Saturday, October 25, 2014

Sprague Lake, Bear Lake and Alberta Falls in Rocky Mountain NP


My husband and I visited Rocky Mountain National Park in early October to celebrate our 40th wedding anniversary.  I showed many photos of the beautiful autumn colors we were fortunate to see in the park in my last post at this link. During our visit we also hiked around a few of the beautiful lakes in the park.  Sprague Lake, a 13 acre lake located along the Bear Lake Roadhas a half mile walkway around it that offers scenic views of  the Continental Divide Peaks of Taylor Peak (13,158 feet), Otis Peak (12,486), Hallett Peak (12,713) and Flattop Mountain (12,324).  The lake is named after Abner Sprague, who, along with his wife, owned a resort in this area from 1910 -1940, and introduced their guests to the pleasure of high water fishing and hiking in this area.


The opposite view from Sprague Lake, as we walked its perimeter.


Another view.


As we walked around the lake, enjoying the scenery, we saw a couple in the distance who were exchanging marriage vows!  Just look at the beautiful mountains in the background as we approached where thye were standing!  (I blurred their faces with an editing program to protect their privacy)


About three miles away from Sprague lake is Bear Lake.  Bear lake's elevation is 9,450 feet, and the trail around it is 0.8 miles.  The top of Hallet Peak can also be seen from Bear Lake......


....as well as Longs Peak (14,259 feet)! I love how I am learning to recognize the mountains in the park, and I love this view



A close up of the summit of Longs Peak.


As you can see by the informational placard and the trail sign, Bear lake is the starting point for many trails.


We decided to take a trail through the woods to see Alberta Falls. I am not the best vertical climber, and the first part of the trail was easy, but I struggled towards the end as the trail began to climb higher, by about 200 feet to 9,400 feet.


Happily, I kept hiking, and at last was rewarded with the view of Alberta Falls!

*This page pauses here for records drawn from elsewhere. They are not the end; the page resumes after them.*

//! Local captioning and summarization models behind an inference server
//! speaking the Hugging Face Inference API protocol (text-generation-inference,
//! a self-hosted inference endpoint, or the hosted API).
//!
//! Images are captioned by an image-to-text model (BLIP by default) and
//! descriptions are condensed by a summarization model (Falconsai by default).
//! Each model is warmed up once per process through the shared registry.

use super::backend::{model_or, Generation, ModelBackend, Task};
use super::http;
use super::registry::{local_models, LoadedModel};
use crate::config::ModelConfig;
use crate::error::{ProviderError, ProviderResult};
use async_trait::async_trait;
use serde::{Deserialize, Serialize};
use std::time::{Duration, Instant};

pub const DEFAULT_ENDPOINT: &str = "http://localhost:8080";
pub const DEFAULT_IMAGE_MODEL: &str = "Salesforce/blip-image-captioning-base";
pub const DEFAULT_TEXT_MODEL: &str = "Falconsai/text_summarization";

/// Summarization input is cut to this many characters.
const MAX_SUMMARY_INPUT_CHARS: usize = 1024;
const MIN_SUMMARY_LENGTH: u32 = 50;

/// 1x1 transparent PNG used to warm up captioning models.
const WARMUP_PNG: [u8; 67] = [
    0x89, 0x50, 0x4E, 0x47, 0x0D, 0x0A, 0x1A, 0x0A, 0x00, 0x00, 0x00, 0x0D, 0x49, 0x48, 0x44,
    0x52, 0x00, 0x00, 0x00, 0x01, 0x00, 0x00, 0x00, 0x01, 0x08, 0x06, 0x00, 0x00, 0x00, 0x1F,
    0x15, 0xC4, 0x89, 0x00, 0x00, 0x00, 0x0A, 0x49, 0x44, 0x41, 0x54, 0x78, 0x9C, 0x63, 0x00,
    0x01, 0x00, 0x00, 0x05, 0x00, 0x01, 0x0D, 0x0A, 0x2D, 0xB4, 0x00, 0x00, 0x00, 0x00, 0x49,
    0x45, 0x4E, 0x44, 0xAE, 0x42, 0x60, 0x82,
];

/// Inference-server backend for captioning and summarization models.
pub struct FalconBackend {
    endpoint: String,
    api_token: Option<String>,
    timeout: Duration,
    client: reqwest::Client,
}

impl FalconBackend {
    pub fn new(endpoint: &str, api_token: Option<&str>, timeout: Duration) -> Self {
        Self {
            endpoint: endpoint.trim_end_matches('/').to_string(),
            api_token: api_token.map(str::to_string),
            timeout,
            client: http::client(),
        }
    }

    fn model_url(&self, model: &str) -> String {
        format!("{}/models/{model}", self.endpoint)
    }

    fn post(&self, model: &str) -> reqwest::RequestBuilder {
        let request = self.client.post(self.model_url(model)).timeout(self.timeout);
        match &self.api_token {
            Some(token) => request.bearer_auth(token),
            None => request,
        }
    }

    async fn ensure_loaded(&self, model: &str, captioning: bool) -> ProviderResult<()> {
        let key = format!("falcon:{}:{model}", self.endpoint);
        local_models()
            .get_or_load(&key, || self.load(model, captioning))
            .await
            .map(|_| ())
    }

    /// Ask the server to load the model and wait until it can answer.
    async fn load(&self, model: &str, captioning: bool) -> ProviderResult<LoadedModel> {
        let request = self.post(model).header("x-wait-for-model", "true");
        let request = if captioning {
            request.body(WARMUP_PNG.to_vec())
        } else {
            request.json(&summary_body("warm up", MIN_SUMMARY_LENGTH))
        };

        http::send_json::<serde_json::Value>("falcon", request)
            .await
            .map_err(|e| ProviderError::ModelLoad {
                model: model.to_string(),
                message: e.to_string(),
            })?;

        Ok(LoadedModel {
            endpoint: self.endpoint.clone(),
            model: model.to_string(),
        })
    }

    async fn caption(&self, model: &str, bytes: &[u8]) -> ProviderResult<String> {
        let outputs: Vec<CaptionOutput> =
            http::send_json("falcon", self.post(model).body(bytes.to_vec())).await?;
        first_text("falcon", outputs.into_iter().map(|o| o.generated_text))
    }

    async fn summarize(&self, model: &str, combined: &str, max_length: u32) -> ProviderResult<String> {
        let outputs: Vec<SummaryOutput> =
            http::send_json("falcon", self.post(model).json(&summary_body(combined, max_length)))
                .await?;
        first_text("falcon", outputs.into_iter().map(|o| o.summary_text))
    }
}

fn first_text(provider: &str, mut texts: impl Iterator<Item = String>) -> ProviderResult<String> {
    let text = texts.next().ok_or_else(|| ProviderError::InvalidResponse {
        provider: provider.to_string(),
        message: "empty output list".to_string(),
    })?;
    http::non_empty(provider, &text)
}

/// Cut text to the model's input limit on a char boundary.
fn truncate_input(text: &str) -> String {
    match text.char_indices().nth(MAX_SUMMARY_INPUT_CHARS) {
        Some((cut, _)) => format!("{}...", &text[..cut]),
        None => text.to_string(),
    }
}

fn summary_body(text: &str, max_length: u32) -> SummaryRequest {
    SummaryRequest {
        inputs: truncate_input(text),
        parameters: SummaryParameters {
            max_length,
            min_length: MIN_SUMMARY_LENGTH.min(max_length),
            do_sample: false,
        },
    }
}

#[derive(Serialize)]
struct SummaryRequest {
    inputs: String,
    parameters: SummaryParameters,
}

#[derive(Serialize)]
struct SummaryParameters {
    max_length: u32,
    min_length: u32,
    do_sample: bool,
}

#[derive(Deserialize)]
struct CaptionOutput {
    generated_text: String,
}

#[derive(Deserialize)]
struct SummaryOutput {
    summary_text: String,
}

#[async_trait]
impl ModelBackend for FalconBackend {
    fn name(&self) -> &str {
        "falcon"
    }

    fn is_local(&self) -> bool {
        true
    }

    async fn generate(&self, model: &ModelConfig, task: &Task) -> ProviderResult<Generation> {
        let start = Instant::now();
        let (model_name, text) = match task {
            Task::Describe(image) => {
                let name = model_or(model, DEFAULT_IMAGE_MODEL);
                self.ensure_loaded(name, true).await?;
                (name, self.caption(name, &image.bytes).await?)
            }
            Task::Summarize(combined) => {
                let name = model_or(model, DEFAULT_TEXT_MODEL);
                self.ensure_loaded(name, false).await?;
                (name, self.summarize(name, combined, model.max_tokens()).await?)
            }
        };

        Ok(Generation {
            text,
            model: model_name.to_string(),
            tokens_used: None,
            latency_ms: start.elapsed().as_millis() as u64,
        })
    }

    fn timeout(&self) -> Duration {
        self.timeout
    }
}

The scenic 30 foot waterfall thunders down a small gorge on Glacier Creek  If you would like to hear Alberta Falls you can watch a short video on my facebook page at this link. Alberta Falls is named after Alberta Sprague, the wife of Abner Sprague, both of whom were early settlers of Estes park and owned a resort lodge that was located in the early years near Sprague Lake.  Their resort was torn down in 1957 by the parks department to return the land back to a natural state.



My husband and I enjoyed sitting by the falls for awhile, enjoying the sound of the water and the late afternoon sunlight that made the trees glow.

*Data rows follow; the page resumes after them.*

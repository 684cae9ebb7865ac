//! The `imgsum serve` command.

use crate::server::{self, AppState};
use clap::Args;
use imgsum_core::{Config, ConfigError, ImageSummarizer};
use std::net::{IpAddr, SocketAddr};
use std::process::ExitCode;
use std::sync::Arc;

/// Arguments for the `serve` command.
#[derive(Args, Debug)]
pub struct ServeArgs {
    /// Address to bind
    #[arg(long, default_value = "0.0.0.0")]
    pub host: IpAddr,

    /// Port to listen on
    #[arg(short, long, default_value_t = 5000)]
    pub port: u16,
}

/// Execute the serve command.
pub async fn execute(args: ServeArgs, loaded: Result<Config, ConfigError>) -> anyhow::Result<ExitCode> {
    let config = loaded?;
    let summarizer = ImageSummarizer::new(config)?;
    tracing::info!(
        "Starting imgsum API with provider {}",
        summarizer.config().default_provider
    );

    let state = Arc::new(AppState { summarizer });
    server::serve(state, SocketAddr::new(args.host, args.port)).await?;
    Ok(ExitCode::SUCCESS)
}
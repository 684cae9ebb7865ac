//! Sub-configuration structs with their defaults.

use crate::error::ConfigError;
use serde::{Deserialize, Deserializer, Serialize};
use std::collections::BTreeMap;

/// Free-form provider settings (credentials, endpoints, region).
pub type Settings = BTreeMap<String, serde_json::Value>;

/// Which side of the workflow a model serves.
#[derive(Debug, Clone, Copy, PartialEq, Eq)]
pub enum ModelRole {
    /// Describes individual images
    Image,
    /// Summarizes the collected descriptions
    Text,
}

impl ModelRole {
    fn default_max_tokens(self) -> i64 {
        match self {
            ModelRole::Image => 1000,
            ModelRole::Text => 500,
        }
    }

    /// LLaVA samples its descriptions a little hotter than the cloud models.
    fn default_temperature(self, provider: &str) -> f32 {
        match (self, provider) {
            (ModelRole::Image, "llava") => 0.8,
            (ModelRole::Image, _) => 0.7,
            (ModelRole::Text, _) => 0.3,
        }
    }
}

/// Settings for one model.
///
/// Fields are private so a `ModelConfig` can only exist with a positive
/// token limit and a temperature in `0.0..=2.0`.
#[derive(Debug, Clone, PartialEq, Serialize)]
pub struct ModelConfig {
    model_name: String,
    max_tokens: u32,
    temperature: f32,
    system_prompt: String,
}

impl ModelConfig {
    /// Build a validated model config.
    pub fn new(
        model_name: impl Into<String>,
        max_tokens: i64,
        temperature: f32,
        system_prompt: impl Into<String>,
    ) -> Result<Self, ConfigError> {
        if max_tokens <= 0 {
            return Err(ConfigError::ValidationError(
                "max_tokens must be positive".into(),
            ));
        }
        let max_tokens = u32::try_from(max_tokens).map_err(|_| {
            ConfigError::ValidationError(format!("max_tokens must be at most {}", u32::MAX))
        })?;
        if !(0.0..=2.0).contains(&temperature) {
            return Err(ConfigError::ValidationError(
                "temperature must be between 0 and 2".into(),
            ));
        }
        Ok(Self {
            model_name: model_name.into(),
            max_tokens,
            temperature,
            system_prompt: system_prompt.into(),
        })
    }

    pub fn model_name(&self) -> &str {
        &self.model_name
    }

    pub fn max_tokens(&self) -> u32 {
        self.max_tokens
    }

    pub fn temperature(&self) -> f32 {
        self.temperature
    }

    pub fn system_prompt(&self) -> &str {
        &self.system_prompt
    }
}

/// Model table as written in the config file, before role defaults apply.
#[derive(Debug, Clone, Default, Deserialize)]
#[serde(default)]
struct RawModelConfig {
    /// Bedrock calls it `model_id`, Azure calls it `deployment_name`.
    #[serde(alias = "model_id", alias = "deployment_name")]
    model_name: String,
    max_tokens: Option<i64>,
    temperature: Option<f32>,
    system_prompt: String,
}

impl RawModelConfig {
    fn into_model(self, provider: &str, role: ModelRole) -> Result<ModelConfig, ConfigError> {
        ModelConfig::new(
            self.model_name,
            self.max_tokens.unwrap_or(role.default_max_tokens()),
            self.temperature
                .unwrap_or_else(|| role.default_temperature(provider)),
            self.system_prompt,
        )
    }
}

/// Settings for one provider: a model per role plus opaque settings.
#[derive(Debug, Clone, PartialEq, Serialize, Deserialize)]
#[serde(try_from = "RawProviderConfig")]
pub struct ProviderConfig {
    /// Model used to describe images
    pub image_model: ModelConfig,

    /// Model used to summarize descriptions
    pub text_model: ModelConfig,

    /// Everything else in the provider's table
    #[serde(flatten)]
    pub settings: Settings,
}

#[derive(Deserialize)]
struct RawProviderConfig {
    #[serde(default)]
    image_model: RawModelConfig,
    #[serde(default)]
    text_model: RawModelConfig,
    #[serde(flatten)]
    settings: Settings,
}

impl TryFrom<RawProviderConfig> for ProviderConfig {
    type Error = ConfigError;

    fn try_from(raw: RawProviderConfig) -> Result<Self, Self::Error> {
        Self::from_raw("", raw)
    }
}

/// Deserialize the `[providers.*]` tables, applying each provider's role defaults.
pub(super) fn deserialize_providers<'de, D>(
    deserializer: D,
) -> Result<BTreeMap<String, ProviderConfig>, D::Error>
where
    D: Deserializer<'de>,
{
    BTreeMap::<String, RawProviderConfig>::deserialize(deserializer)?
        .into_iter()
        .map(|(name, raw)| {
            let config = ProviderConfig::from_raw(&name, raw).map_err(serde::de::Error::custom)?;
            Ok((name, config))
        })
        .collect()
}

impl ProviderConfig {
    fn from_raw(provider: &str, raw: RawProviderConfig) -> Result<Self, ConfigError> {
        Ok(Self {
            image_model: raw.image_model.into_model(provider, ModelRole::Image)?,
            text_model: raw.text_model.into_model(provider, ModelRole::Text)?,
            settings: raw.settings,
        })
    }

    /// Model config for the given role.
    pub fn model(&self, role: ModelRole) -> &ModelConfig {
        match role {
            ModelRole::Image => &self.image_model,
            ModelRole::Text => &self.text_model,
        }
    }

    /// A non-empty string setting.
    pub fn setting_str(&self, key: &str) -> Option<&str> {
        self.settings
            .get(key)
            .and_then(|v| v.as_str())
            .filter(|s| !s.is_empty())
    }

    /// An unsigned integer setting.
    pub fn setting_u64(&self, key: &str) -> Option<u64> {
        self.settings.get(key).and_then(|v| v.as_u64())
    }

    /// A string setting that must be present and resolved.
    ///
    /// A value still shaped like `${NAME}` means the environment variable
    /// was unset at load time, which counts as missing.
    pub fn required_str(&self, provider: &str, key: &str) -> Result<&str, ConfigError> {
        self.optional_str(key)
            .ok_or_else(|| ConfigError::MissingSetting {
                provider: provider.to_string(),
                key: key.to_string(),
            })
    }

    /// A string setting that is present and resolved, if any.
    pub fn optional_str(&self, key: &str) -> Option<&str> {
        self.setting_str(key).filter(|value| !is_placeholder(value))
    }
}

fn is_placeholder(value: &str) -> bool {
    value.starts_with("${") && value.ends_with('}')
}

impl Default for ProviderConfig {
    fn default() -> Self {
        let mut settings = Settings::new();
        settings.insert(
            "api_key".to_string(),
            serde_json::Value::String("${OPENAI_API_KEY}".to_string()),
        );
        Self {
            image_model: ModelConfig {
                model_name: "gpt-4o".to_string(),
                max_tokens: 1000,
                temperature: 0.7,
                system_prompt: "You are an expert at describing images. Describe the \
                                subjects, setting, and notable details accurately."
                    .to_string(),
            },
            text_model: ModelConfig {
                model_name: "gpt-4o-mini".to_string(),
                max_tokens: 500,
                temperature: 0.3,
                system_prompt: "You summarize sets of image descriptions into one \
                                coherent overview of what the images show."
                    .to_string(),
            },
            settings,
        }
    }
}

/// Workflow settings.
#[derive(Debug, Clone, PartialEq, Serialize, Deserialize)]
#[serde(default)]
pub struct WorkflowConfig {
    /// Number of images handed to the describer per call
    pub batch_size: usize,

    /// Any other workflow keys, reported back verbatim
    #[serde(flatten)]
    pub extra: Settings,
}

impl Default for WorkflowConfig {
    fn default() -> Self {
        Self {
            batch_size: 3,
            extra: Settings::new(),
        }
    }
}

impl WorkflowConfig {
    /// All workflow settings as one JSON object.
    pub fn to_map(&self) -> serde_json::Map<String, serde_json::Value> {
        let mut map: serde_json::Map<String, serde_json::Value> = self
            .extra
            .iter()
            .map(|(k, v)| (k.clone(), v.clone()))
            .collect();
        map.insert("batch_size".to_string(), self.batch_size.into());
        map
    }
}

/// Optional routing of the two roles to different providers.
#[derive(Debug, Clone, Default, PartialEq, Serialize, Deserialize)]
#[serde(default)]
pub struct CrossProviderConfig {
    /// Provider used for image descriptions
    #[serde(skip_serializing_if = "Option::is_none")]
    pub image_provider: Option<String>,

    /// Provider used for the summary
    #[serde(skip_serializing_if = "Option::is_none")]
    pub text_provider: Option<String>,
}

impl CrossProviderConfig {
    pub fn is_empty(&self) -> bool {
        self.image_provider.is_none() && self.text_provider.is_none()
    }
}

/// Output settings.
#[derive(Debug, Clone, PartialEq, Serialize, Deserialize)]
#[serde(default)]
pub struct OutputConfig {
    /// Default output format ("json" or "text")
    pub format: String,
}

impl Default for OutputConfig {
    fn default() -> Self {
        Self {
            format: "text".to_string(),
        }
    }
}

/// Logging settings.
#[derive(Debug, Clone, PartialEq, Serialize, Deserialize)]
#[serde(default)]
pub struct LoggingConfig {
    /// Log level: error, warn, info, debug, trace
    pub level: String,

    /// Log format: "pretty" or "json"
    pub format: String,
}

impl Default for LoggingConfig {
    fn default() -> Self {
        Self {
            level: "info".to_string(),
            format: "pretty".to_string(),
        }
    }
}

This was the only wildlife we saw on the trails along the lakes and waterfall -- the Golden Mantel Ground Squirrel! They look like chipmunks, but do not have stripes on their head. They are used to seeing many people on the trails and can be brazen, begging for food, but we always follow the rule not to feed the wildlife--there is plenty for them to eat in nature.


The most exciting part of our visits to Rocky Mountain National Park is when we drive up to the highest peaks and walk on the Tundra Trails, but I'll save that for a future post.  If you'd like to see our trip up to the "Roof of the Rockies" last year, click on this link.  This visit we saw the remnants of a snow storm in the high elevations that was there from the week before. It was so beautiful!

See you back here soon!

I'm linking this post to the following blog events:


Thanks to all the blog hosts!


Bookmark and Share Pin It

Wednesday, October 15, 2014

Rocky Mountain National Park in Autumn




The 100th Anniversary celebrations of Rocky Mountain National Park began this year in September, with special events held each month until next September, and my husband and I felt that visiting the park again on our 40th wedding anniversary would be a fun thing to do! I want to thank everyone for all their well wishes on our anniversary and my husband's retirement on that post--you made our celebrations even happier with all your nice comments!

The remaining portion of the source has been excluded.